What to do if YOU are the Depressed Partner:
- Learn about your illness. Go online and read about depression or go to the library and read books on the illness. Educating yourself about your illness is the first step to overcoming it!
- Try to be physically active at least once a day. While this can be challenging for someone with depression, physical exercise is important! It gets your heart rate up, your blood flowing, and lifts your spirits and mood overall by releasing endorphins (“happy” chemicals) in your brain. Even better, try doing this physical activity with your partner! Include him/her in your exercise. For instance, the two of you could go for a walk together. That is something simple, not too physically-exerting, and an enjoyable way for the both of you to spend some quality time together.

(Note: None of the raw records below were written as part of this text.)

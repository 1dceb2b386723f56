//! C-ABI compatibility gasket.
//!
//! Legacy callers that cannot thread a nursery handle through every call
//! get a thread-local nursery stack and a handful of `extern "C"` entry
//! points over it. This module is a gasket, not the primary interface:
//! the scheduler itself never reads the thread-local stack, and native
//! callers should pass nursery handles explicitly.
//!
//! C-side convention: a task entry returning a negative value reports
//! that value as its error code; zero and positive values are success.

use crate::error::SchedError;
use crate::sched::nursery::Nursery;
use crate::sched::task::Task;
use crate::sched::worker;
use std::cell::RefCell;
use std::sync::Arc;

thread_local! {
    static NURSERY_STACK: RefCell<Vec<Arc<Nursery>>> = const { RefCell::new(Vec::new()) };
}

/// Pushes `nursery` as this thread's implicit current nursery.
pub fn enter(nursery: Arc<Nursery>) {
    NURSERY_STACK.with(|stack| stack.borrow_mut().push(nursery));
}

/// Pops the implicit nursery stack.
pub fn exit() -> Option<Arc<Nursery>> {
    NURSERY_STACK.with(|stack| stack.borrow_mut().pop())
}

/// The innermost implicit nursery, if one is installed.
pub fn current() -> Option<Arc<Nursery>> {
    NURSERY_STACK.with(|stack| stack.borrow().last().cloned())
}

/// Spawns into the innermost implicit nursery.
pub fn spawn<F>(entry: F) -> Result<Arc<Task>, SchedError>
where
    F: FnOnce() -> Result<i64, i32> + Send + 'static,
{
    match current() {
        Some(nursery) => nursery.spawn(entry),
        None => Err(SchedError::SpawnRejected),
    }
}

/// C entry point: spawns `entry(arg)` into the implicit nursery.
/// Returns the raw task id, or `0` when the spawn was rejected.
#[no_mangle]
pub extern "C" fn sovereign_compat_spawn(entry: extern "C" fn(i64) -> i64, arg: i64) -> u64 {
    let spawned = spawn(move || {
        let value = entry(arg);
        if value < 0 {
            Err(value as i32)
        } else {
            Ok(value)
        }
    });
    match spawned {
        Ok(task) => task.id().0,
        Err(_) => 0,
    }
}

/// C entry point: cooperative yield from the current fiber. No-op when
/// called outside a fiber.
#[no_mangle]
pub extern "C" fn sovereign_compat_yield() {
    if worker::in_fiber_context() {
        worker::yield_now();
    }
}

/// C entry point: whether the calling thread is inside a fiber.
#[no_mangle]
pub extern "C" fn sovereign_compat_in_fiber() -> i32 {
    worker::in_fiber_context() as i32
}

- Even when the depression is so overwhelming it feels like there is no light at the end of the tunnel, try to notice at least one happy moment each day. Write it down if you have to. It could be something as simple as your dog wagging his tail when he sees you, or a new flower sprouting up in your garden. Make that extra effort to look for and notice the positive things in life, however small they may seem.
- Tell yourself every day that this depression will pass and you will once again be happy. Remind yourself, as many times as it takes, that you will get through this and you will be happy again. Depression is a highly treatable mental illness.
- Don’t be afraid to seek out professional help. You could go alone, for individual depression counseling, or you could go with your partner for couples counseling. Whichever you choose, getting professional help for your depression symptoms can make you feel better by helping you understand your illness and by learning new ways to overcome it.